降水状況の把握に関する情報提供の観点から、全球降水観測計画(GPM)主衛星や衛星全球降水マップ(GSMaP)など、宇宙から雨の状況を観測しているデータを用いて解析を実施しました。本稿では、その解析結果について報告します。また、このような頻発する豪雨災害の背景として、2021年8月に公開された気候変動に関する政府間パネル(IPCC)第6次評価報告書(AR6) 第1作業部会(WG1)報告書に示された、大雨の頻度と強度の増加に関する見解について紹介します。
欧州周辺での7月の大雨の様子
図1は、衛星観測から求めた世界の雨マップ(衛星全球降水マップ;GSMaP)による2021年7月12日~14日(以降すべて世界標準時)の平均降水量(図1左)と、過去21年分のGSMaPの統計から算出した2021年7月12日~14日の豪雨指標(図1右)の分布を示しています。
図1左に示したGSMaPによる衛星降水情報から、洪水による被害が報告されているドイツ西部などを中心とした地域で大雨が確認でき、3日間の積算で75 mmを超える大雨が続いていたことがわかります。
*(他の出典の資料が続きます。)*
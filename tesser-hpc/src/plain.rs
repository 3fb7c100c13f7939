use tesser_core::{ByteReader, CodecError, Encoder};

/// Verbatim index stream: each `i32` written little-endian, no tables.
///
/// No compression at all; useful as a baseline and when diagnosing a
/// pipeline, since the index stream is directly readable in the buffer.
#[derive(Debug, Default, Clone, Copy)]
pub struct PlainEncoder;

impl PlainEncoder {
    pub fn new() -> Self {
        Self
    }
}

impl Encoder for PlainEncoder {
    fn preprocess_encode(&mut self, _indices: &[i32], _alphabet_size: usize) {}

    fn save(&self, _sink: &mut Vec<u8>) {}

    fn load(&mut self, _reader: &mut ByteReader<'_>) -> Result<(), CodecError> {
        Ok(())
    }

    fn encode(&mut self, indices: &[i32], sink: &mut Vec<u8>) {
        sink.reserve(indices.len() * 4);
        for &index in indices {
            sink.extend_from_slice(&index.to_le_bytes());
        }
    }

    fn decode(&mut self, reader: &mut ByteReader<'_>, count: usize) -> Result<Vec<i32>, CodecError> {
        let mut indices = Vec::with_capacity(count.min(reader.remaining() / 4));
        for _ in 0..count {
            indices.push(reader.read_i32()?);
        }
        Ok(indices)
    }
}

#[cfg(test)]
mod tests {
    use super::*;

    #[test]
    fn test_roundtrip() {
        let indices = vec![0i32, -5, 32768, i32::MIN, 17];
        let mut encoder = PlainEncoder::new();
        encoder.preprocess_encode(&indices, 16);

        let mut buf = Vec::new();
        encoder.save(&mut buf);
        encoder.encode(&indices, &mut buf);
        assert_eq!(buf.len(), indices.len() * 4);

        let mut reader = ByteReader::new(&buf);
        let mut decoder = PlainEncoder::new();
        decoder.load(&mut reader).unwrap();
        assert_eq!(decoder.decode(&mut reader, indices.len()).unwrap(), indices);
    }
}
同領域での過去21年のGSMaP統計から、7月のひと月に降る雨の総量は、おおよそ60~80 mmなので、例年のひと月(31日)分の雨と同じ程度の雨が3日で降ったことがわかります。
図1右には、過去21年の7月12日~14日の平均降水量のうち上位数%の降水強度以上に相当する降水があった領域を豪雨指数として示しています。濃いピンクの領域が、2021年の7月12日~14日が過去21年分の7月12日~14日の平均雨量と比較して、どの程度極端に雨が多い事例であったかを表しており、ドイツ西部やベルギーなどで持続的に雨が多かった傾向が捉えられています。

欧州周辺での7月の大雨の様子

図1. 2021年7月12日~14日(世界標準時)の衛星全球降水マップ(GSMaP)による平均日降水量 [mm/day](左)と豪雨指数(90, 95, 99パーセンタイル値)(右)
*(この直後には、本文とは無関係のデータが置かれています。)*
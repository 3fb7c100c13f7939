//! # tesser-hpc
//!
//! Concrete pipeline components for scientific field compression with strict
//! error bounds.
//!
//! Key types:
//! - [`LorenzoPredictor`]: N-dimensional Lorenzo prediction from the 2^N - 1
//!   already-reconstructed unit-offset neighbors
//! - [`ZeroPredictor`]: always predicts zero (plain value quantization)
//! - [`ErrorBoundedQuantizer`]: strict ε-guarantee with a lossless escape
//!   list for unpredictable samples
//! - [`UniformQuantizer`]: step-`2ε` quantization without escape handling
//! - [`HuffmanEncoder`]: canonical Huffman coding of the index stream
//! - [`PlainEncoder`]: verbatim index stream (baseline / debugging)

pub mod bits;
pub mod error_bounded;
pub mod huffman;
pub mod lorenzo;
pub mod plain;
pub mod uniform;
pub mod zero;

pub use error_bounded::ErrorBoundedQuantizer;
pub use huffman::HuffmanEncoder;
pub use lorenzo::LorenzoPredictor;
pub use plain::PlainEncoder;
pub use uniform::UniformQuantizer;
pub use zero::ZeroPredictor;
濃いピンクは、過去21年の7月12日~14日の平均降水量のうち上位1%の降水強度(99パーセンタイル値)以上に相当する降水があった領域を示しています。

GPM計画について

GPM計画は二周波降水レーダー(DPR:Dual-frequency Precipitation Radar)とマイクロ波放射計を搭載した主衛星と、マイクロ波放射計を搭載した副衛星群とからなるスケールの大きな観測計画です。
日本(JAXA)とアメリカ(NASA)が中心となり、米国海洋大気庁(NOAA)、フランス、インド、中国等との国際協力により実現します。
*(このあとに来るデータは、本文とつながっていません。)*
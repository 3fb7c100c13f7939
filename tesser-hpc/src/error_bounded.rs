use tesser_core::{ByteReader, CodecError, Element, Quantizer};

/// Error-bounded residual quantizer with a lossless escape path.
///
/// Formula: `q = round((x - pred) / (2 * eb))`, reconstruction
/// `x_hat = pred + q * (2 * eb)`, so `|x - x_hat| <= eb` whenever the
/// sample quantizes at all. Samples whose index would leave
/// `(-radius, radius)`, or whose reconstruction misses the bound (including
/// non-finite values), are stored verbatim in an escape list and signalled
/// with the reserved index `radius`; those reconstruct exactly.
///
/// Serialized state: error bound, radius, then the escape list.
#[derive(Debug, Clone)]
pub struct ErrorBoundedQuantizer<T> {
    error_bound: f64,
    radius: i32,
    unpredictable: Vec<T>,
    unpred_cursor: usize,
}

const DEFAULT_RADIUS: i32 = 32768;

impl<T: Element> ErrorBoundedQuantizer<T> {
    pub fn new() -> Self {
        Self::with_radius(DEFAULT_RADIUS)
    }

    pub fn with_radius(radius: i32) -> Self {
        Self {
            error_bound: 0.0,
            radius,
            unpredictable: Vec::new(),
            unpred_cursor: 0,
        }
    }

    /// Number of samples that took the escape path in the last compression.
    pub fn num_unpredictable(&self) -> usize {
        self.unpredictable.len()
    }
}

impl<T: Element> Default for ErrorBoundedQuantizer<T> {
    fn default() -> Self {
        Self::new()
    }
}

impl<T: Element> Quantizer<T> for ErrorBoundedQuantizer<T> {
    fn precompress_data(&mut self, eb: f64) {
        self.error_bound = eb;
        self.unpredictable.clear();
    }

    fn predecompress_data(&mut self) {
        self.unpred_cursor = 0;
    }

    fn quantize_and_overwrite(&mut self, value: &mut T, predicted: T) -> i32 {
        let step = 2.0 * self.error_bound;
        let diff = value.to_f64() - predicted.to_f64();
        let quant = (diff / step).round();
        if quant.is_finite() && quant.abs() < self.radius as f64 {
            // Check the bound on the value as stored in T, so narrowing the
            // reconstruction to f32 cannot nudge it past the bound.
            let reconstructed = T::from_f64(predicted.to_f64() + quant * step);
            if (reconstructed.to_f64() - value.to_f64()).abs() <= self.error_bound {
                *value = reconstructed;
                return quant as i32;
            }
        }
        self.unpredictable.push(*value);
        self.radius
    }

    fn recover(&mut self, predicted: T, index: i32) -> T {
        if index == self.radius {
            let value = self.unpredictable[self.unpred_cursor];
            self.unpred_cursor += 1;
            return value;
        }
        T::from_f64(predicted.to_f64() + index as f64 * 2.0 * self.error_bound)
    }

    fn radius(&self) -> i32 {
        self.radius
    }

    fn save(&self, sink: &mut Vec<u8>) {
        sink.extend_from_slice(&self.error_bound.to_le_bytes());
        sink.extend_from_slice(&self.radius.to_le_bytes());
        sink.extend_from_slice(&(self.unpredictable.len() as u64).to_le_bytes());
        for &value in &self.unpredictable {
            value.write_le(sink);
        }
    }

    fn load(&mut self, reader: &mut ByteReader<'_>) -> Result<(), CodecError> {
        self.error_bound = reader.read_f64()?;
        self.radius = reader.read_i32()?;
        let count = reader.read_u64()? as usize;
        // Cap the pre-allocation by what the buffer could actually hold.
        self.unpredictable = Vec::with_capacity(count.min(reader.remaining() / T::WIRE_SIZE));
        for _ in 0..count {
            self.unpredictable.push(T::read_le(reader)?);
        }
        self.unpred_cursor = 0;
        Ok(())
    }
}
JAXAは、主衛星の打ち上げと、情報通信研究機構(NICT)と協力して主衛星に搭載されるDPRの開発を担当しました。主衛星の本体および主衛星に搭載されるマイクロ波放射計はNASAが開発を担当。
マイクロ波放射計を搭載する副衛星群については、NASA、NOAA、フランス、インド、中国等の機関が開発を担当します。これら、複数機の副衛星群により、約3時間毎の全球降水観測が可能になります。